• TASK ITEM: Among the entries, which lines carry the string "deletions"? Copy every one.

• RECORDS SUPPLIED:
//! Terminal renderer: styled flowing text, no tables.

use colored::Colorize;

use crate::aggregate::SnapshotStats;
use crate::models::{
    AnalysisSnapshot, Branch, Commit, CommitStory, MultiRepoExchange, QaExchange, abbreviate_sha,
};
use crate::output::OutputRenderer;

const RULE: &str = "───────────────────────────────────";

/// Terminal output renderer with colored, flowing text.
pub struct TerminalRenderer;

impl OutputRenderer for TerminalRenderer {
    fn render_analysis(&self, snapshot: &AnalysisSnapshot, stats: &SnapshotStats) -> String {
        let repo = snapshot.repository();
        let mut output = String::new();

        output.push_str(&format!(
            " {}  {}\n",
            repo.full_name.bold(),
            repo.description.as_deref().unwrap_or("").dimmed()
        ));
        output.push_str(&format!(
            "   {} {} · {} of {} commits · ★ {} · forks {} · issues {}\n",
            "branch".dimmed(),
            snapshot.branch().cyan(),
            stats.commits,
            stats.total_commits,
            repo.stars,
            repo.forks,
            repo.open_issues,
        ));
        let shares = repo.language_shares();
        if !shares.is_empty() {
            let langs: Vec<String> = shares
                .iter()
                .map(|(name, pct)| format!("{name} {pct:.1}%"))
                .collect();
            output.push_str(&format!("   {} {}\n", "languages".dimmed(), langs.join(", ")));
        }
        output.push('\n');

        for commit in snapshot.commits() {
            render_commit(&mut output, commit);
        }

        output.push_str(&format!("{}\n", RULE.dimmed()));
        output.push_str(&format!(
            " {} lines: {} {}\n",
            stats.additions.saturating_add(stats.deletions).to_string().bold(),
            format!("+{}", stats.additions).green(),
            format!("-{}", stats.deletions).red(),
        ));
        if stats.files_touched > 0 {
            output.push_str(&format!(" {} files touched\n", stats.files_touched.to_string().bold()));
        }
        if !stats.contributors.is_empty() {
            let people: Vec<String> = stats
                .contributors
                .iter()
                .map(|c| format!("{} ({})", c.name, c.commits))
                .collect();
            output.push_str(&format!(" {} {}\n", "contributors:".cyan(), people.join(", ")));
        }
        if !stats.commit_types.is_empty() {
            let types: Vec<String> = stats
                .commit_types
                .iter()
                .map(|(t, n)| format!("{t} {n}"))
                .collect();
            output.push_str(&format!(" {} {}\n", "types:".cyan(), types.join(", ")));
        }
        if !stats.hot_files.is_empty() {
            output.push_str(&format!(" {}\n", "hot files:".cyan()));
            for (file, lines) in &stats.hot_files {
                output.push_str(&format!("   {file} ({lines} lines)\n"));
            }
        }
        if stats.anomalies > 0 {
            output.push_str(&format!(
                " {} {} provider record(s) repaired during normalization\n",
                "⚠".yellow().bold(),
                stats.anomalies,
            ));
        }

        output
    }

    fn render_exchange(&self, exchange: &QaExchange) -> String {
        let mut output = String::new();
        output.push_str(&format!(" {} {}\n\n", "?".cyan().bold(), exchange.question.bold()));
        output.push_str(exchange.answer.trim_end());
        output.push_str("\n\n");
        output.push_str(&format!("{}\n", RULE.dimmed()));
        output.push_str(&format!(
            " {}\n",
            format!(
                "{} · {} of {} commits on {} · {}",
                exchange.snapshot.repository().full_name,
                exchange.commits_analyzed,
                exchange.commits_limit,
                exchange.snapshot.branch(),
                exchange.model,
            )
            .dimmed()
        ));
        if exchange.requested_commits > exchange.commits_limit {
            output.push_str(&format!(
                " {}\n",
                format!(
                    "asked for {} commits; the branch has {}",
                    exchange.requested_commits, exchange.commits_limit
                )
                .dimmed()
            ));
        }
        render_footer(&mut output, exchange.context_truncated);
        output
    }

    fn render_multi_exchange(&self, exchange: &MultiRepoExchange) -> String {
        let mut output = String::new();
        output.push_str(&format!(" {} {}\n\n", "?".cyan().bold(), exchange.question.bold()));
        output.push_str(exchange.answer.trim_end());
        output.push_str("\n\n");
        output.push_str(&format!("{}\n", RULE.dimmed()));
        for snapshot in &exchange.snapshots {
            output.push_str(&format!(
                " {}\n",
                format!(
                    "{} · {} of {} commits on {}",
                    snapshot.repository().full_name,
                    snapshot.most_recent(exchange.per_repo_commits).len(),
                    snapshot.total_commits(),
                    snapshot.branch(),
                )
                .dimmed()
            ));
        }
        output.push_str(&format!(
            " {}\n",
            format!(
                "{} commits across {} repositories · {}",
                exchange.commits_analyzed,
                exchange.snapshots.len(),
                exchange.model
            )
            .dimmed()
        ));
        render_footer(&mut output, exchange.context_truncated);
        output
    }

    fn render_story(&self, story: &CommitStory) -> String {
        let mut output = String::new();
        output.push_str(&format!(
            " {} {}\n\n",
            story.snapshot.repository().full_name.bold(),
            format!("({} story)", story.style).dimmed(),
        ));
        output.push_str(story.story.trim_end());
        output.push_str("\n\n");
        output.push_str(&format!("{}\n", RULE.dimmed()));
        output.push_str(&format!(
            " {}\n",
            format!(
                "{} commits on {} · {}",
                story.commits_analyzed,
                story.snapshot.branch(),
                story.model
            )
            .dimmed()
        ));
        output.push_str(&format!(" {}\n", crate::constants::AI_DISCLOSURE.dimmed()));
        output
    }

    fn render_branches(&self, repository: &str, branches: &[Branch]) -> String {
        if branches.is_empty() {
            return format!("  No branches found for {repository}.\n");
        }
        let mut output = format!(" {}\n", repository.bold());
        for branch in branches {
            let head = branch
                .head_sha
                .as_deref()
                .map(abbreviate_sha)
                .unwrap_or("");
            output.push_str(&format!("   {}  {}", head.dimmed(), branch.name));
            if branch.protected {
                output.push_str(&format!(" {}", "protected".yellow()));
            }
            output.push('\n');
        }
        output
    }
}

/// Truncation warning and AI disclosure shared by answer renderings.
fn render_footer(output: &mut String, context_truncated: bool) {
    if context_truncated {
        output.push_str(&format!(
            " {} {}\n",
            "⚠".yellow().bold(),
            "some commit detail was omitted to fit the model context".yellow(),
        ));
    }
    output.push_str(&format!(" {}\n", crate::constants::AI_DISCLOSURE.dimmed()));
}

fn render_commit(output: &mut String, commit: &Commit) {
    output.push_str(&format!(
        " {}  {}\n",
        commit.short_sha().yellow(),
        commit.headline().bold()
    ));
    let files = match commit.file_changes {
        Some(ref files) => format!(" · {} file(s)", files.len()),
        None => String::new(),
    };
    output.push_str(&format!(
        "          {}{}\n",
        format!(
            "{} · {} · +{} -{}",
            commit.author.name,
            commit.author.date.format("%Y-%m-%d %H:%M"),
            commit.stats.additions,
            commit.stats.deletions,
        )
        .dimmed(),
        files.dimmed(),
    ));
}

#[cfg(test)]
mod tests {
    use super::*;
    use std::sync::Arc;

    use chrono::{TimeZone, Utc};

    use crate::aggregate::test_support::*;
    use crate::aggregate::{assemble, stats};
    use crate::models::StoryStyle;

    fn snapshot() -> Arc<AnalysisSnapshot> {
        let mut with_files = commit_at(&"a".repeat(40), 200, "feat: add parser\n\nDetails.");
        with_files.file_changes = Some(vec![file("src/parser.rs", None)]);
        Arc::new(
            assemble(
                repository("octo/demo"),
                "main",
                vec![
                    normalized(with_files),
                    normalized(commit_at(&"b".repeat(40), 100, "fix: typo")),
                ],
                5,
                12,
                Utc.timestamp_opt(1_700_000_000, 0).unwrap(),
            )
            .unwrap(),
        )
    }

    #[test]
    fn render_analysis_lists_commits_newest_first() {
        let snapshot = snapshot();
        let output = TerminalRenderer.render_analysis(&snapshot, &stats(&snapshot));
        assert!(output.contains("octo/demo"));
        assert!(output.contains("2 of 12 commits"));
        assert!(output.contains("Rust 90.0%"));
        let parser = output.find("feat: add parser").unwrap();
        let typo = output.find("fix: typo").unwrap();
        assert!(parser < typo);
        assert!(output.contains("1 file(s)"));
        assert!(!output.contains("Details."));
    }

    #[test]
    fn render_exchange_shows_disclosure_and_truncation() {
        let exchange = QaExchange {
            question: "What changed?".into(),
            snapshot: snapshot(),
            commits_analyzed: 1,
            commits_limit: 2,
            requested_commits: 10,
            model: "gpt-x".into(),
            answer: "A parser was added.".into(),
            context_truncated: true,
            context_fingerprint: "abc".into(),
        };
        let output = TerminalRenderer.render_exchange(&exchange);
        assert!(output.contains("A parser was added."));
        assert!(output.contains("1 of 2 commits on main"));
        assert!(output.contains("asked for 10 commits; the branch has 2"));
        assert!(output.contains("omitted"));
        assert!(output.contains(crate::constants::AI_DISCLOSURE));
    }

    #[test]
    fn render_multi_exchange_lists_each_repository() {
        let exchange = MultiRepoExchange {
            question: "How do they connect?".into(),
            snapshots: vec![snapshot(), snapshot()],
            per_repo_commits: 1,
            commits_analyzed: 2,
            model: "gpt-x".into(),
            answer: "Over REST.".into(),
            context_truncated: false,
            context_fingerprint: "abc".into(),
        };
        let output = TerminalRenderer.render_multi_exchange(&exchange);
        assert!(output.contains("Over REST."));
        assert_eq!(output.matches("octo/demo · 1 of 12 commits on main").count(), 2);
        assert!(output.contains("2 commits across 2 repositories"));
        assert!(!output.contains("omitted"));
        assert!(output.contains(crate::constants::AI_DISCLOSURE));
    }

    #[test]
    fn render_story_names_style() {
        let story = CommitStory {
            style: StoryStyle::Casual,
            snapshot: snapshot(),
            commits_analyzed: 2,
            model: "gpt-x".into(),
            story: "Parser shipped.".into(),
        };
        let output = TerminalRenderer.render_story(&story);
        assert!(output.contains("casual story"));
        assert!(output.contains("Parser shipped."));
    }

    #[test]
    fn render_branches_marks_protected() {
        let branches = vec![
            Branch {
                name: "main".into(),
                protected: true,
                head_sha: Some("c".repeat(40)),
            },
            Branch {
                name: "dev".into(),
                protected: false,
                head_sha: Some("éééééééééé".into()),
            },
        ];
        let output = TerminalRenderer.render_branches("octo/demo", &branches);
        assert!(output.contains("main"));
        assert!(output.contains("protected"));
        assert!(output.contains("ccccccc"));
        assert!(output.contains("ééééééé"));
        assert!(TerminalRenderer.render_branches("octo/demo", &[]).contains("No branches"));
    }
}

• WRITTEN RESPONSE:
            stats.additions.saturating_add(stats.deletions).to_string().bold(),
            format!("-{}", stats.deletions).red(),
            commit.stats.deletions,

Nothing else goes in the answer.